Doch ehe er was erwidern konnte lachte sein Chef auf und schob Megumi bestimmt in Kojiros Richtung „Das wirst du nicht, keine Sorge. Lass dich von seiner Art nicht einschüchtern. Er ist immer so, kann dir aber sicher noch einiges beibringen“ mit einem Zwinkern ließ er die beiden dann stehen und jegliche Widerworte wurden somit untergraben.

Kojiro ging dann einfach los und Megumi stand erstmal noch da ehe sie sich dann dazu entschied ihm zu folgen. Sie wirkte wie ein treuer Welpe und Kojiro konnte sich bald schon nicht mehr ignorieren. Hatte er nicht auch einmal so angefangen? Nein, eigentlich nicht aber sie war hier neu, ein junges Mädchen und kannte wahrscheinlich nicht das Leben in einer Großküche. „Megumi war dein Name?“ interessierte ihn eigentlich nicht aber er wollte, dass sie etwas lockerer wurde. Und ihm auch nicht mehr so verkrampft zu schaute, als würde er hier einen krassen Zaubertrick vorführen! „Was? Oh! Ja! Megumi Tadokoro!....“
„Hm...“ er bearbeitete weiter das Fleisch und entfernte geschickt die Sehnen daraus „Hol die Schalottenzwiebeln und schneide sie in Würfel“ wies er sie dann an und sie stürmte sofort los „Ja!“ mit einem leisen Seufzen blickte er vom Fleisch auf und ihr nach. Sie mogelte sich wie ein Wiesel schnell an die anderen Köche vorbei bis in den Lageraum hinter.

Kojiro legte das Messer beiseite und massierte sich mit Daumen und Zeigefinger die Mitte seiner Nasenwurzel.
„Kopfschmerzen? Ich hab ne Tablette dabei...“ bot sein Kollege neben ihn an „Nein danke. Ich war nur nicht darauf gefasst den Lehrer zu spielen... das stört mich grade“
„Ach komm, sie ist doch niedlich...“
„Das ist überhaupt nicht relevant“ erwiderte Kojiro scharfzüngig „Sie steht die ganze Zeit hinter mir und schaut mir bei jeder noch so kleinen Tätigkeit über die Schulter. Was ich hier mache, müsste sie eigentlich alles gelernt haben!“
„Sie ist sicher nur aufgeregt. Außerdem hat der Chef ja angewiesen, dass du ihr alles zeigen sollst“
„Aber nicht die kompletten Lehrjahre!“ sein Kollege lachte daraufhin und schnitt den Lauch mit schnellen, fließenden Bewegungen weiter als es schepperte und die beiden mit den Köpfen herum fuhren.
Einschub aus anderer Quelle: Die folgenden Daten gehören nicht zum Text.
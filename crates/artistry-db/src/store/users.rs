//! User data-access: login lookup, transactional registration, and the
//! list/detail/update/delete set used by the user management endpoints.

use chrono::NaiveDate;
use sea_orm::{
    ActiveModelTrait, ColumnTrait, ConnectionTrait, EntityTrait, FromQueryResult, QueryFilter,
    QuerySelect, Set, TransactionTrait,
};
use serde::Serialize;
use uuid::Uuid;

use super::{unique_conflict, StoreError};
use crate::entities::{
    user,
    user::UserRole,
    user_profile,
    user_profile::Gender,
};

/// Fixed projection returned by list/detail: everything the management UI
/// needs and nothing sensitive.
#[derive(Debug, Clone, Serialize, FromQueryResult)]
pub struct UserRow {
    pub id: Uuid,
    pub email: String,
    pub is_staff: bool,
    pub is_active: bool,
    pub date_joined: chrono::DateTime<chrono::FixedOffset>,
    pub role: UserRole,
}

#[derive(Debug, Clone)]
pub struct NewUser {
    pub email: String,
    pub password_hash: String,
    pub role: UserRole,
    pub first_name: String,
    pub last_name: String,
    pub phone: String,
    pub date_of_birth: NaiveDate,
    pub gender: Gender,
    pub address: String,
}

#[derive(Debug, Clone)]
pub struct UserChanges {
    pub email: String,
    pub is_staff: bool,
    pub is_active: bool,
    pub role: UserRole,
}

fn row_projection() -> sea_orm::Select<user::Entity> {
    user::Entity::find()
        .select_only()
        .column(user::Column::Id)
        .column(user::Column::Email)
        .column(user::Column::IsStaff)
        .column(user::Column::IsActive)
        .column(user::Column::DateJoined)
        .column(user::Column::Role)
}

/// Fetch the full user row for credential verification. Returns `Ok(None)`
/// when no account matches; the caller must respond identically for a missing
/// account and a wrong password.
pub async fn find_for_login<C: ConnectionTrait>(
    db: &C,
    email: &str,
) -> Result<Option<user::Model>, StoreError> {
    let found = user::Entity::find()
        .filter(user::Column::Email.eq(email))
        .one(db)
        .await?;
    Ok(found)
}

/// The profile row owned by a user, if one exists (login uses it for the
/// display name).
pub async fn profile_for<C: ConnectionTrait>(
    db: &C,
    user_id: Uuid,
) -> Result<Option<user_profile::Model>, StoreError> {
    let found = user_profile::Entity::find()
        .filter(user_profile::Column::UserId.eq(user_id))
        .one(db)
        .await?;
    Ok(found)
}

/// Register a new account: email-existence check, then the User and
/// UserProfile inserts, all inside one transaction so a partial failure
/// leaves no orphaned row.
pub async fn register<C>(db: &C, new: NewUser) -> Result<Uuid, StoreError>
where
    C: ConnectionTrait + TransactionTrait,
{
    let user_id = db
        .transaction::<_, Uuid, StoreError>(|txn| {
            Box::pin(async move {
                let existing = user::Entity::find()
                    .filter(user::Column::Email.eq(&new.email))
                    .one(txn)
                    .await?;
                if existing.is_some() {
                    return Err(StoreError::EmailTaken);
                }

                let now = chrono::Utc::now().fixed_offset();
                let user_id = Uuid::new_v4();

                user::ActiveModel {
                    id: Set(user_id),
                    email: Set(new.email),
                    password_hash: Set(new.password_hash),
                    is_staff: Set(false),
                    is_active: Set(true),
                    is_superuser: Set(false),
                    date_joined: Set(now),
                    role: Set(new.role),
                    created_at: Set(now),
                    updated_at: Set(now),
                }
                .insert(txn)
                .await
                .map_err(|e| unique_conflict(e, StoreError::EmailTaken))?;

                user_profile::ActiveModel {
                    id: Set(Uuid::new_v4()),
                    user_id: Set(user_id),
                    first_name: Set(Some(new.first_name)),
                    last_name: Set(Some(new.last_name)),
                    phone: Set(Some(new.phone)),
                    date_of_birth: Set(Some(new.date_of_birth)),
                    gender: Set(new.gender),
                    address: Set(Some(new.address)),
                    created_at: Set(now),
                    updated_at: Set(now),
                }
                .insert(txn)
                .await?;

                Ok(user_id)
            })
        })
        .await?;

    Ok(user_id)
}

/// All users except super admins. Unbounded, like the original admin listing.
pub async fn list<C: ConnectionTrait>(db: &C) -> Result<Vec<UserRow>, StoreError> {
    let rows = row_projection()
        .filter(user::Column::Role.ne(UserRole::SuperAdmin))
        .into_model::<UserRow>()
        .all(db)
        .await?;
    Ok(rows)
}

pub async fn detail<C: ConnectionTrait>(db: &C, id: Uuid) -> Result<UserRow, StoreError> {
    let row = row_projection()
        .filter(user::Column::Id.eq(id))
        .into_model::<UserRow>()
        .one(db)
        .await?
        .ok_or(StoreError::NotFound)?;
    Ok(row)
}

/// Overwrite the managed fields and stamp the modification time. The caller's
/// validated payload carries the complete set of fields to assign. Assigning
/// an email another account holds is an `EmailTaken` conflict, not a raw
/// database failure.
pub async fn update<C: ConnectionTrait>(
    db: &C,
    id: Uuid,
    changes: UserChanges,
) -> Result<UserRow, StoreError> {
    let existing = user::Entity::find_by_id(id)
        .one(db)
        .await?
        .ok_or(StoreError::NotFound)?;

    let mut active: user::ActiveModel = existing.into();
    active.email = Set(changes.email);
    active.is_staff = Set(changes.is_staff);
    active.is_active = Set(changes.is_active);
    active.role = Set(changes.role);
    active.updated_at = Set(chrono::Utc::now().fixed_offset());
    let updated = active
        .update(db)
        .await
        .map_err(|e| unique_conflict(e, StoreError::EmailTaken))?;

    Ok(UserRow {
        id: updated.id,
        email: updated.email,
        is_staff: updated.is_staff,
        is_active: updated.is_active,
        date_joined: updated.date_joined,
        role: updated.role,
    })
}

/// Hard delete. `NotFound` when the id matched no row, never a false success.
pub async fn delete<C: ConnectionTrait>(db: &C, id: Uuid) -> Result<(), StoreError> {
    let result = user::Entity::delete_by_id(id).exec(db).await?;
    if result.rows_affected == 0 {
        return Err(StoreError::NotFound);
    }
    Ok(())
}

#[cfg(test)]
mod tests {
    use super::*;
    use sea_orm::{DbBackend, MockDatabase, MockExecResult, QueryTrait};

    fn sample_new_user(email: &str) -> NewUser {
        NewUser {
            email: email.into(),
            password_hash: "$argon2id$stub".into(),
            role: UserRole::Artist,
            first_name: "Miles".into(),
            last_name: "Davis".into(),
            phone: "+9779812345678".into(),
            date_of_birth: NaiveDate::from_ymd_opt(1990, 5, 26).unwrap(),
            gender: Gender::Male,
            address: "East St. Louis".into(),
        }
    }

    fn sample_user_model(email: &str) -> user::Model {
        let now = chrono::Utc::now().fixed_offset();
        user::Model {
            id: Uuid::new_v4(),
            email: email.into(),
            password_hash: "$argon2id$stub".into(),
            is_staff: false,
            is_active: true,
            is_superuser: false,
            date_joined: now,
            role: UserRole::Artist,
            created_at: now,
            updated_at: now,
        }
    }

    #[test]
    fn test_list_excludes_super_admin() {
        let sql = row_projection()
            .filter(user::Column::Role.ne(UserRole::SuperAdmin))
            .build(DbBackend::Postgres)
            .to_string();
        assert!(sql.contains(r#""role" <> 'super_admin'"#), "{sql}");
    }

    #[test]
    fn test_projection_omits_password_hash() {
        let sql = row_projection().build(DbBackend::Postgres).to_string();
        assert!(!sql.contains("password_hash"), "{sql}");
        assert!(sql.contains(r#""email""#), "{sql}");
        assert!(sql.contains(r#""date_joined""#), "{sql}");
        assert!(sql.contains(r#""role""#), "{sql}");
    }

    #[test]
    fn test_detail_filters_by_id() {
        let id = Uuid::new_v4();
        let sql = row_projection()
            .filter(user::Column::Id.eq(id))
            .build(DbBackend::Postgres)
            .to_string();
        assert!(sql.contains(&id.to_string()), "{sql}");
    }

    #[tokio::test]
    async fn test_delete_missing_user_is_not_found() {
        let db = MockDatabase::new(DbBackend::Postgres)
            .append_exec_results([MockExecResult {
                last_insert_id: 0,
                rows_affected: 0,
            }])
            .into_connection();

        let err = delete(&db, Uuid::new_v4()).await.unwrap_err();
        assert!(matches!(err, StoreError::NotFound));
    }

    #[tokio::test]
    async fn test_delete_existing_user_succeeds() {
        let db = MockDatabase::new(DbBackend::Postgres)
            .append_exec_results([MockExecResult {
                last_insert_id: 0,
                rows_affected: 1,
            }])
            .into_connection();

        assert!(delete(&db, Uuid::new_v4()).await.is_ok());
    }

    #[tokio::test]
    async fn test_register_duplicate_email_inserts_nothing() {
        // The existence check finds a matching account, so the transaction
        // bails out before either insert runs.
        let db = MockDatabase::new(DbBackend::Postgres)
            .append_query_results([vec![sample_user_model("taken@example.com")]])
            .into_connection();

        let err = register(&db, sample_new_user("taken@example.com"))
            .await
            .unwrap_err();
        assert!(matches!(err, StoreError::EmailTaken));

        let log = db.into_transaction_log();
        assert!(
            !log.iter().any(|stmt| format!("{stmt:?}").contains("INSERT")),
            "no insert may run after a duplicate email: {log:?}"
        );
    }

    #[test]
    fn test_user_row_serializes_role_as_variant() {
        let row = UserRow {
            id: Uuid::new_v4(),
            email: "a@b.com".into(),
            is_staff: false,
            is_active: true,
            date_joined: chrono::Utc::now().fixed_offset(),
            role: UserRole::Artist,
        };
        let json = serde_json::to_value(&row).unwrap();
        assert_eq!(json["email"], "a@b.com");
        assert!(json.get("password_hash").is_none());
    }
}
Megumi stand angespannt da während der Topf mit dem frisch Zubereiteten gradewegs auf den Boden gelandet war und der Kollege in einer Salve aus Wut los fluchte „Kannst du nicht aufpassen!? Das kann ich alles noch mal machen!“
„Es tut mir so leid!“ ihre Stimme war schrill und weinerlich geworden, besänftige den Kollegen aber in keinster weise. Er meckerte weiter und sammelte ein paar Reste vom Boden auf „Ich helfe ihnen!“ Megumi ging in die Hocke und streckte die Hand aus als sie am Handgelenk gepackt und hoch gezogen wurde „Nicht! Das ist noch heiß und du könntest dich verbrennen!“ nachdem er sie ernst angeschaut hatte, zierte nun ein kleines Lächeln sein Gesicht und Megumi erwiderte es.
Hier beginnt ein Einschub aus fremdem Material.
use sea_orm::entity::prelude::*;
use serde::{Deserialize, Serialize};

#[derive(Debug, Clone, PartialEq, Eq, EnumIter, DeriveActiveEnum, Serialize, Deserialize)]
#[sea_orm(rs_type = "String", db_type = "Enum", enum_name = "gender")]
#[serde(rename_all = "lowercase")]
pub enum Gender {
    #[sea_orm(string_value = "male")]
    Male,
    #[sea_orm(string_value = "female")]
    Female,
    #[sea_orm(string_value = "other")]
    Other,
}

impl Gender {
    pub fn as_str(&self) -> &str {
        match self {
            Gender::Male => "male",
            Gender::Female => "female",
            Gender::Other => "other",
        }
    }

    pub fn parse(value: &str) -> Option<Self> {
        match value {
            "male" => Some(Gender::Male),
            "female" => Some(Gender::Female),
            "other" => Some(Gender::Other),
            _ => None,
        }
    }
}

#[derive(Clone, Debug, PartialEq, Eq, DeriveEntityModel, Serialize, Deserialize)]
#[sea_orm(table_name = "user_profiles")]
pub struct Model {
    #[sea_orm(primary_key, auto_increment = false)]
    pub id: Uuid,
    #[sea_orm(unique)]
    pub user_id: Uuid,
    pub first_name: Option<String>,
    pub last_name: Option<String>,
    pub phone: Option<String>,
    pub date_of_birth: Option<Date>,
    pub gender: Gender,
    pub address: Option<String>,
    pub created_at: DateTimeWithTimeZone,
    pub updated_at: DateTimeWithTimeZone,
}

impl Model {
    /// Display name in "first last" form, or `None` when neither is set.
    pub fn full_name(&self) -> Option<String> {
        let name = format!(
            "{} {}",
            self.first_name.as_deref().unwrap_or(""),
            self.last_name.as_deref().unwrap_or("")
        )
        .trim()
        .to_string();
        if name.is_empty() {
            None
        } else {
            Some(name)
        }
    }
}

#[derive(Copy, Clone, Debug, EnumIter, DeriveRelation)]
pub enum Relation {
    #[sea_orm(
        belongs_to = "super::user::Entity",
        from = "Column::UserId",
        to = "super::user::Column::Id"
    )]
    User,
}

impl Related<super::user::Entity> for Entity {
    fn to() -> RelationDef {
        Relation::User.def()
    }
}

impl ActiveModelBehavior for ActiveModel {}

#[cfg(test)]
mod tests {
    use super::*;
    use chrono::Utc;
    use uuid::Uuid;

    fn make_profile() -> Model {
        Model {
            id: Uuid::new_v4(),
            user_id: Uuid::new_v4(),
            first_name: Some("Nina".into()),
            last_name: Some("Simone".into()),
            phone: Some("+9779812345678".into()),
            date_of_birth: None,
            gender: Gender::Female,
            address: Some("Tryon, NC".into()),
            created_at: Utc::now().fixed_offset(),
            updated_at: Utc::now().fixed_offset(),
        }
    }

    #[test]
    fn test_full_name_both_parts() {
        assert_eq!(make_profile().full_name().as_deref(), Some("Nina Simone"));
    }

    #[test]
    fn test_full_name_first_only() {
        let mut p = make_profile();
        p.last_name = None;
        assert_eq!(p.full_name().as_deref(), Some("Nina"));
    }

    #[test]
    fn test_full_name_empty() {
        let mut p = make_profile();
        p.first_name = None;
        p.last_name = None;
        assert!(p.full_name().is_none());
    }

    #[test]
    fn test_gender_parse() {
        assert_eq!(Gender::parse("male"), Some(Gender::Male));
        assert_eq!(Gender::parse("female"), Some(Gender::Female));
        assert_eq!(Gender::parse("other"), Some(Gender::Other));
        assert_eq!(Gender::parse("unknown"), None);
    }
}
„Typisch Soma...“ gab Kojiros Kollege nur von sich und wandte sich dann wieder seiner Arbeit zu. Kojiro schaute noch zu den beiden jungen Köchen wie sie kurz ein paar Worte wechselten und Megumi sogar leise lachte. Er gab ihr zwei Zwiebeln in die Hand und Kojiro drehte sich weg.